(Beginning of Supplied material)
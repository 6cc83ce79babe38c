//! Main event loop for the TUI.
//!
//! Multiplexes terminal input, shutdown signals and a periodic tick.

use crate::app::App;
use anyhow::Result;
use crossterm::{
    event::{Event, KeyEventKind},
    execute,
    terminal::{disable_raw_mode, enable_raw_mode, EnterAlternateScreen, LeaveAlternateScreen},
};
use futures::StreamExt;
use ratatui::{backend::CrosstermBackend, Terminal};
use std::io::{self, Stdout};
use std::time::Duration;

#[cfg(unix)]
use tokio::signal::unix::{signal, SignalKind};

use super::input::handle_input;
use super::render::render;

/// Result of handling a key press event.
pub enum Action {
    /// Continue the event loop and process more events.
    Continue,
    /// Exit the application and restore the terminal.
    Quit,
}

/// Runs the TUI application event loop.
///
/// Uses `tokio::select!` over three sources:
/// - **Signals**: SIGTERM/SIGINT end the loop (Unix only)
/// - **Terminal input**: key presses and resizes from crossterm's event stream
/// - **Periodic tick**: 250ms timer for status expiry
///
/// A panic hook restores the terminal before unwinding so a panic never leaves
/// the shell in raw mode.
pub async fn run(app: &mut App) -> Result<()> {
    let original_hook = std::panic::take_hook();
    std::panic::set_hook(Box::new(move |panic_info| {
        let _ = disable_raw_mode();
        let _ = execute!(io::stdout(), LeaveAlternateScreen);
        original_hook(panic_info);
    }));

    let mut terminal = setup_terminal()?;
    let mut event_stream = crossterm::event::EventStream::new();
    let mut tick_interval = tokio::time::interval(Duration::from_millis(250));

    // On non-Unix platforms these become pending futures that never complete
    #[cfg(unix)]
    let mut sigterm = signal(SignalKind::terminate())?;
    #[cfg(unix)]
    let mut sigint = signal(SignalKind::interrupt())?;

    loop {
        if app.needs_redraw {
            terminal.draw(|f| render(f, app))?;
            app.needs_redraw = false;
        }

        #[cfg(unix)]
        let sigterm_fut = sigterm.recv();
        #[cfg(not(unix))]
        let sigterm_fut = std::future::pending::<Option<()>>();

        #[cfg(unix)]
        let sigint_fut = sigint.recv();
        #[cfg(not(unix))]
        let sigint_fut = std::future::pending::<Option<()>>();

        tokio::select! {
            biased;

            _ = sigterm_fut => {
                tracing::info!("Received SIGTERM, shutting down gracefully");
                break;
            }

            _ = sigint_fut => {
                tracing::info!("Received SIGINT, shutting down gracefully");
                break;
            }

            maybe_event = event_stream.next() => {
                match maybe_event {
                    Some(Ok(Event::Key(key))) if key.kind != KeyEventKind::Release => {
                        app.needs_redraw = true;
                        match handle_input(app, key.code, key.modifiers) {
                            Ok(Action::Quit) => break,
                            Ok(Action::Continue) => {}
                            Err(e) => app.set_status(format!("Error: {}", e)),
                        }
                    }
                    Some(Ok(Event::Resize(width, height))) => {
                        tracing::debug!(width, height, "Terminal resized");
                        app.needs_redraw = true;
                    }
                    Some(Err(e)) => {
                        tracing::warn!(error = %e, "Terminal event stream error");
                    }
                    // Stream closed: no more input will ever arrive
                    None => break,
                    _ => {}
                }
            }

            _ = tick_interval.tick() => {
                if app.clear_expired_status() {
                    app.needs_redraw = true;
                }
            }
        }
    }

    restore_terminal(terminal)?;
    Ok(())
}

/// Set up the terminal for TUI rendering.
fn setup_terminal() -> Result<Terminal<CrosstermBackend<Stdout>>> {
    enable_raw_mode()?;
    let mut stdout = io::stdout();
    execute!(stdout, EnterAlternateScreen)?;
    let backend = CrosstermBackend::new(stdout);
    let terminal = Terminal::new(backend)?;
    Ok(terminal)
}

/// Restore terminal to normal state.
fn restore_terminal(mut terminal: Terminal<CrosstermBackend<Stdout>>) -> Result<()> {
    disable_raw_mode()?;
    execute!(terminal.backend_mut(), LeaveAlternateScreen)?;
    terminal.show_cursor()?;
    Ok(())
}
(End of Supplied material)
## Activity
Copy every line of the records above that contains "more".

## Output of the exercise
    /// Continue the event loop and process more events.
                    // Stream closed: no more input will ever arrive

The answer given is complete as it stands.